According to the city’s website the plan is an analysis of long-term water supply and demand planning for PWP, and includes a water system description, population and socioeconomic statistics, water supply reliability, drought risk assessment, demand management measures, and climate change impacts.

The City Council will also consider a Board of Zoning Appeal decision on modification to a Conditional Use Permit regarding properties connected to the Arroyo Seco Canyon Project.

In 2015, the Pasadena Department of Water and Power (PWP) requested a CUP to perform repair and replacement of facilities within the Arroyo Seco Canyon Area that were damaged or destroyed by Station Fire-related events of 2009.

But in 2017, a judge sided with preservationists who claimed the EIR was insufficient.

The city owns the right to divert water from the Arroyo Seco to the Raymond Basin. Currently, 35% percent of the city’s water comes from the basin, but now the city wants to increase the basin’s allotment to 50%.

According to the city, recent droughts significantly impacted water resources.

The droughts caused the Metropolitan Water District (MWD) to reduce the water allocations to its member agencies in response to state requirements and contributed to increased regulations for water use and groundwater management throughout the state.

The droughts, combined with several other factors including climate change, contributed to decreasing groundwater levels in the Raymond Basin.

The city gets 65% of its water from the MWD.

To maintain and increase groundwater levels, the Raymond Basin Management Board (RBMB) initiated a voluntary 30% reduction of groundwater production rights for all pumpers in the Pasadena subarea in 2009.

Earlier this year, a city hearing officer discounted claims by local preservationists that he did not properly review an environmental impact report (EIR) prior to approving a modification to a conditional use permit that would allow the city to repair and replace water infrastructure facilities within the Arroyo Seco, according to a Board Zoning Appeals staff report.

Damage to these structures, according to city officials, has greatly reduced the city’s capacity to divert water from the Arroyo Seco.

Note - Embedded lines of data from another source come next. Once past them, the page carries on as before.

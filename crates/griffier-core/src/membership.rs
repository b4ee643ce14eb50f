//! Temporal membership intervals.
//!
//! A membership links a person to a party or a parliament over a date
//! interval. Intervals are half-open: active on `joined`, no longer active on
//! `left`. `joined == None` means "since before records began"; `left == None`
//! means "still active".

use chrono::NaiveDate;
use serde::{Deserialize, Serialize};
use uuid::Uuid;

// ─── Common interface ────────────────────────────────────────────────────────

/// The interval behaviour shared by [`PartyMembership`] and
/// [`ParliamentMembership`]. Two distinct tagged types, one trait — no
/// inheritance.
pub trait TemporalMembership {
  fn joined(&self) -> Option<NaiveDate>;
  fn left(&self) -> Option<NaiveDate>;

  /// Active at `date` iff `joined <= date` (open start always passes) and
  /// `date < left` (open end always passes).
  fn is_active_at(&self, date: NaiveDate) -> bool {
    let started = self.joined().is_none_or(|joined| joined <= date);
    let not_ended = self.left().is_none_or(|left| date < left);
    started && not_ended
  }
}

// ─── Interval records ────────────────────────────────────────────────────────

/// A person's affiliation with a political party over a date interval.
#[derive(Debug, Clone, Serialize, Deserialize)]
pub struct PartyMembership {
  pub membership_id: Uuid,
  pub person_id:     Uuid,
  pub party_id:      Uuid,
  pub joined:        Option<NaiveDate>,
  pub left:          Option<NaiveDate>,
}

/// A person's seat in a parliament over a date interval. Also the anchor for
/// deriving "party at a given date" from concurrent party memberships.
#[derive(Debug, Clone, Serialize, Deserialize)]
pub struct ParliamentMembership {
  pub membership_id: Uuid,
  pub person_id:     Uuid,
  pub parliament_id: Uuid,
  pub joined:        Option<NaiveDate>,
  pub left:          Option<NaiveDate>,
}

impl TemporalMembership for PartyMembership {
  fn joined(&self) -> Option<NaiveDate> { self.joined }

  fn left(&self) -> Option<NaiveDate> { self.left }
}

impl TemporalMembership for ParliamentMembership {
  fn joined(&self) -> Option<NaiveDate> { self.joined }

  fn left(&self) -> Option<NaiveDate> { self.left }
}

// ─── Store inputs ────────────────────────────────────────────────────────────

/// Input to [`crate::store::ChamberStore::add_party_membership`].
#[derive(Debug, Clone, Serialize, Deserialize)]
pub struct NewPartyMembership {
  pub person_id: Uuid,
  pub party_id:  Uuid,
  pub joined:    Option<NaiveDate>,
  pub left:      Option<NaiveDate>,
}

/// Input to [`crate::store::ChamberStore::add_parliament_membership`].
#[derive(Debug, Clone, Serialize, Deserialize)]
pub struct NewParliamentMembership {
  pub person_id:     Uuid,
  pub parliament_id: Uuid,
  pub joined:        Option<NaiveDate>,
  pub left:          Option<NaiveDate>,
}

// ─── Data-quality checks ─────────────────────────────────────────────────────

/// Index pairs of intervals that overlap each other.
///
/// Party memberships for one person should not normally overlap; when they
/// do, the source data is suspect. This reports the condition — it never
/// corrects it. Callers log the pairs for manual review.
pub fn overlapping_pairs<M: TemporalMembership>(
  memberships: &[M],
) -> Vec<(usize, usize)> {
  let mut pairs = Vec::new();
  for i in 0..memberships.len() {
    for j in i + 1..memberships.len() {
      if intervals_overlap(&memberships[i], &memberships[j]) {
        pairs.push((i, j));
      }
    }
  }
  pairs
}

/// Half-open interval overlap, with open bounds extending indefinitely.
fn intervals_overlap<M: TemporalMembership>(a: &M, b: &M) -> bool {
  let a_starts_before_b_ends = match (a.joined(), b.left()) {
    (Some(a_joined), Some(b_left)) => a_joined < b_left,
    _ => true,
  };
  let b_starts_before_a_ends = match (b.joined(), a.left()) {
    (Some(b_joined), Some(a_left)) => b_joined < a_left,
    _ => true,
  };
  a_starts_before_b_ends && b_starts_before_a_ends
}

The proposed improvements would allow for increased utilization of the city’s pre-1914 surface water rights from the Arroyo Seco.

“The Hearing Officer failed to address numerous points of contention outlined in comments on the Final Environmental Impact Report (FEIR) made by the Arroyo Seco Foundation, Ken Kules, Hugh Bowles, and the Pasadena Audubon Society, indicating that he did not invest the time to understand the underlying arguments in those comments and imprudently chose not to question City staff regarding how the FEIR and the staff report and presentations addressed FEIR comments,” the preservationists claim in their appeal.

According to Paul Novak, who has served as a city hearing officer for nearly 20 years, conducting more than 150 hearing officer hearings, and considered several hundred land use applications.

“The appellant’s contention that I ‘failed to consider significant gaps in the FEIR’ is inaccurate,” Novak wrote in response to the appeal. “The concerns expressed in the appeal were voiced in the letters I reviewed and in public testimony provided at the hearing — again, this project has an exhaustive administrative record relative to environmental issues, all of which I reviewed in advance of the hearing, and/or considered as part of the testimony during the hearing.

“Based upon these documents and testimony, I found the appellant’s arguments to be less than persuasive and/or refuted by other portions of the public record (documents/testimony provided by city staff, environmental consultants, and/or legal counsel).”